E non si pensa invece che l'intensità di un sentimento - se certo si può osservare anche attraverso le sue espressioni e manifestazioni esterne - non è meno profonda quando esso è vissuto nel silenzio, in una dimensione tutta interiore. Anzi, il silenzio e la solitudine talora ne affinano il tocco, ne accrescono la carica alimentandone a volte il fuoco segreto, forse per questo ancor più bruciante.
Lo si può constatare a più livelli. Senza divagare troppo, basta considerare il mondo della poesia, per vedere che non sempre la forza di una passione coincide col romantico "Sturm und Drang", e per scoprire quali sentimenti traboccanti possano abitare invece il cuore di personalità schive dall'esistenza magari apparentemente sbiadita.
Un nome su tutti: Emily Dickinson, a proposito della quale non è un caso che il film uscito di recente sulla sua vita s' intitoli proprio "A Quiet Passion".
Un titolo ossimorico che, nella sua contraddizione, ci restituisce il senso di una fecondità artistica nata da un silenzioso, progressivo sottrarsi alle convenzioni e ai contatti esterni. Un isolamento che non ha impedito alla poetessa americana di affermare se stessa, rendendo ancor più acuto il suo sguardo sulle cose e più vibrante il mondo di emozioni espresso dai suoi versi.

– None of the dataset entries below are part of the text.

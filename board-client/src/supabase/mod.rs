//! HTTP-бэкенд поверх Supabase-совместимой платформы:
//! GoTrue (`/auth/v1`), PostgREST (`/rest/v1`) и Storage (`/storage/v1`).

mod auth;
mod rest;
mod storage;

use std::sync::{Arc, PoisonError, RwLock};
use std::time::Duration;

use reqwest::{Client, Method, RequestBuilder, Response};
use serde::Deserialize;
use tokio::sync::broadcast;

use crate::error::{BackendError, BackendResult};
use crate::models::{AuthEvent, AuthEventKind, Session};

#[derive(Debug, Clone)]
/// Параметры подключения к платформе.
pub struct SupabaseConfig {
    /// Базовый URL проекта, например `https://xyz.supabase.co`.
    pub url: String,
    /// Публичный (anon) ключ проекта.
    pub anon_key: String,
    /// Таблица постов.
    pub posts_table: String,
    /// Бакет изображений.
    pub image_bucket: String,
    /// Таймаут установки соединения.
    pub connect_timeout: Duration,
    /// Таймаут всего запроса.
    pub request_timeout: Duration,
}

impl SupabaseConfig {
    /// Таблица постов по умолчанию.
    pub const DEFAULT_POSTS_TABLE: &'static str = "posts";
    /// Бакет изображений по умолчанию.
    pub const DEFAULT_IMAGE_BUCKET: &'static str = "post-images";

    /// Конфигурация с таблицей, бакетом и таймаутами по умолчанию.
    pub fn new(url: impl Into<String>, anon_key: impl Into<String>) -> Self {
        Self {
            url: url.into(),
            anon_key: anon_key.into(),
            posts_table: Self::DEFAULT_POSTS_TABLE.to_string(),
            image_bucket: Self::DEFAULT_IMAGE_BUCKET.to_string(),
            connect_timeout: Duration::from_secs(5),
            request_timeout: Duration::from_secs(15),
        }
    }
}

#[derive(Debug, Deserialize)]
struct ErrorResponseDto {
    message: Option<String>,
    msg: Option<String>,
    error_description: Option<String>,
    error: Option<String>,
}

impl ErrorResponseDto {
    fn into_message(self) -> Option<String> {
        self.message
            .or(self.msg)
            .or(self.error_description)
            .or(self.error)
    }
}

#[derive(Debug, Clone)]
/// Клиент платформы; реализует `SessionGateway`, `PostRepository` и `ImageStore`.
///
/// Клоны разделяют одну сессию и одну подписку на события.
pub struct SupabaseClient {
    config: Arc<SupabaseConfig>,
    http: Client,
    session: Arc<RwLock<Option<Session>>>,
    events: broadcast::Sender<AuthEvent>,
}

impl SupabaseClient {
    /// Создаёт клиент без сессии.
    pub fn new(config: SupabaseConfig) -> BackendResult<Self> {
        let http = Client::builder()
            .connect_timeout(config.connect_timeout)
            .timeout(config.request_timeout)
            .build()
            .map_err(BackendError::Http)?;
        let (events, _) = broadcast::channel(16);

        Ok(Self {
            config: Arc::new(config),
            http,
            session: Arc::new(RwLock::new(None)),
            events,
        })
    }

    /// Восстанавливает ранее сохранённую сессию.
    pub fn restore_session(&self, session: Session) {
        *self.session.write().unwrap_or_else(PoisonError::into_inner) = Some(session);
    }

    /// Текущая сессия.
    pub fn session(&self) -> Option<Session> {
        self.session
            .read()
            .unwrap_or_else(PoisonError::into_inner)
            .clone()
    }

    fn set_session(&self, session: Option<Session>) {
        let kind = if session.is_some() {
            AuthEventKind::SignedIn
        } else {
            AuthEventKind::SignedOut
        };
        *self.session.write().unwrap_or_else(PoisonError::into_inner) = session.clone();
        // Ошибка означает лишь отсутствие подписчиков.
        let _ = self.events.send(AuthEvent { kind, session });
    }

    fn access_token(&self) -> Option<String> {
        self.session().map(|session| session.access_token)
    }

    fn endpoint(&self, path: &str) -> String {
        format!(
            "{}/{}",
            self.config.url.trim_end_matches('/'),
            path.trim_start_matches('/')
        )
    }

    /// Запрос с ключом проекта и токеном сессии (или anon-ключом без сессии).
    fn request(&self, method: Method, path: &str) -> RequestBuilder {
        let token = self
            .access_token()
            .unwrap_or_else(|| self.config.anon_key.clone());

        self.http
            .request(method, self.endpoint(path))
            .header("apikey", &self.config.anon_key)
            .bearer_auth(token)
    }

    async fn send(request: RequestBuilder) -> BackendResult<Response> {
        let response = request.send().await.map_err(BackendError::from_reqwest)?;
        if !response.status().is_success() {
            return Err(Self::decode_error(response).await);
        }
        Ok(response)
    }

    async fn decode_error(response: Response) -> BackendError {
        let status = response.status();

        let message = match response.json::<ErrorResponseDto>().await {
            Ok(body) => body
                .into_message()
                .unwrap_or_else(|| format!("http status {status}")),
            Err(_) => format!("http status {status}"),
        };
        BackendError::from_http_status(status, Some(message))
    }
}

#[cfg(test)]
fn client_for(url: &str) -> SupabaseClient {
    SupabaseClient::new(SupabaseConfig::new(url, "anon")).expect("client must build")
}

#[cfg(test)]
fn test_session() -> Session {
    Session {
        access_token: "jwt".to_string(),
        refresh_token: None,
        expires_at: None,
        identity: crate::models::Identity {
            id: "u-1".to_string(),
            email: "u@example.com".to_string(),
        },
    }
}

Sto divagando, lo so, ma a suggerirmi questi pensieri non è stata una lettura poetica, bensì un brano di musica che - seppur lontano da tali riferimenti nel tempo e nello stile - in realtà mi pare tanto intriso di struggente passione proprio quanto la melodia è misurata e lieve.
Si tratta di una composizione famosissima, dalla quale non ero mai stata particolarmente affascinata come ascoltando questa interpretazione che per me ha avuto la freschezza della scoperta.

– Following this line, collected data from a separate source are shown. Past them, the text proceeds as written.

// reqwest::Client construction for CvpClient.
//
// CVP keeps the login session in a cookie, so a built client always has a
// jar: the caller's, if it supplied one, otherwise a fresh one.

use std::path::PathBuf;
use std::sync::Arc;
use std::time::Duration;

use reqwest::ClientBuilder;
use reqwest::cookie::Jar;

use crate::error::Error;

/// How the server certificate is checked.
#[derive(Debug, Clone)]
pub enum TlsMode {
    /// Platform trust roots.
    System,
    /// Trust roots plus the PEM certificate at this path.
    CustomCa(PathBuf),
    /// No verification. CVP appliances ship a self-signed certificate.
    DangerAcceptInvalid,
}

impl TlsMode {
    fn configure(&self, builder: ClientBuilder) -> Result<ClientBuilder, Error> {
        Ok(match self {
            Self::System => builder,
            Self::CustomCa(path) => {
                let pem = std::fs::read(path)
                    .map_err(|e| Error::Tls(format!("cannot read CA bundle {}: {e}", path.display())))?;
                let cert = reqwest::Certificate::from_pem(&pem)
                    .map_err(|e| Error::Tls(format!("CA bundle {} is not PEM: {e}", path.display())))?;
                builder.add_root_certificate(cert)
            }
            Self::DangerAcceptInvalid => builder.danger_accept_invalid_certs(true),
        })
    }
}

/// Connection settings for one CVP instance.
#[derive(Debug, Clone)]
pub struct TransportConfig {
    pub tls: TlsMode,
    /// Whole-request timeout.
    pub timeout: Duration,
    /// Session cookie store to share between clients.
    pub cookie_jar: Option<Arc<Jar>>,
}

impl Default for TransportConfig {
    fn default() -> Self {
        Self {
            tls: TlsMode::DangerAcceptInvalid,
            timeout: Duration::from_secs(30),
            cookie_jar: None,
        }
    }
}

impl TransportConfig {
    /// Build the HTTP client.
    pub fn build_client(&self) -> Result<reqwest::Client, Error> {
        let jar = self.cookie_jar.clone().unwrap_or_default();
        let builder = reqwest::Client::builder()
            .timeout(self.timeout)
            .user_agent(concat!("cvpctl/", env!("CARGO_PKG_VERSION")))
            .cookie_provider(jar);

        self.tls
            .configure(builder)?
            .build()
            .map_err(|e| Error::Tls(format!("HTTP client setup failed: {e}")))
    }
}

#[cfg(test)]
#[allow(clippy::unwrap_used)]
mod tests {
    use super::*;

    #[test]
    fn missing_ca_bundle_is_a_tls_error() {
        let config = TransportConfig {
            tls: TlsMode::CustomCa("/nonexistent/cvp-ca.pem".into()),
            ..TransportConfig::default()
        };
        let err = config.build_client().unwrap_err();
        assert!(
            matches!(err, Error::Tls(ref msg) if msg.contains("/nonexistent/cvp-ca.pem")),
            "{err:?}"
        );
    }
}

È il violinista Gidon Kremer a suonare qui "Oblivion", il pezzo forse più conosciuto di Astor Piazzolla (1921 - 1992) tratto dall'omonimo cd del 1998, in una lettura che, insieme ad un ritmo pacato, ci restituisce tutto il fascino e la sensualità del brano.
Qui la musica è un filo che si dipana sottile, un'aria sofferta cui ben si adatta il titolo "Oblivion" - oblio, dimenticanza - che, a maggior ragione, fa risaltare invece una passione sottesa, ora languida e malinconica, ora carezzevole e delicata anche dove il tema si fa più vivo.
A questo contribuisce l'interpretazione di Kremer che di ogni nota ci offre un suono misuratissimo, un tocco che nasce dal profondo, dalle prime battute fino alla conclusione in cui la melodia - così come all'inizio - si assottiglia tremante, simile quasi a una linea tratteggiata che via via si perde, a un ricordo che va a svanire nella memoria...
Un Piazzolla ricco di seduzione che ci porta via con sè nel suo ritmo sognante, sottolineato dai pianissimo e - qui in particolare - dalla morbidezza del violino.
Una musica appassionata che non si esprime in un gesto aggressivo, ma in un silenzioso, intensissimo moto dell'anima, simile a uno sguardo lieve eppur carico di sottintesi.
Buon ascolto!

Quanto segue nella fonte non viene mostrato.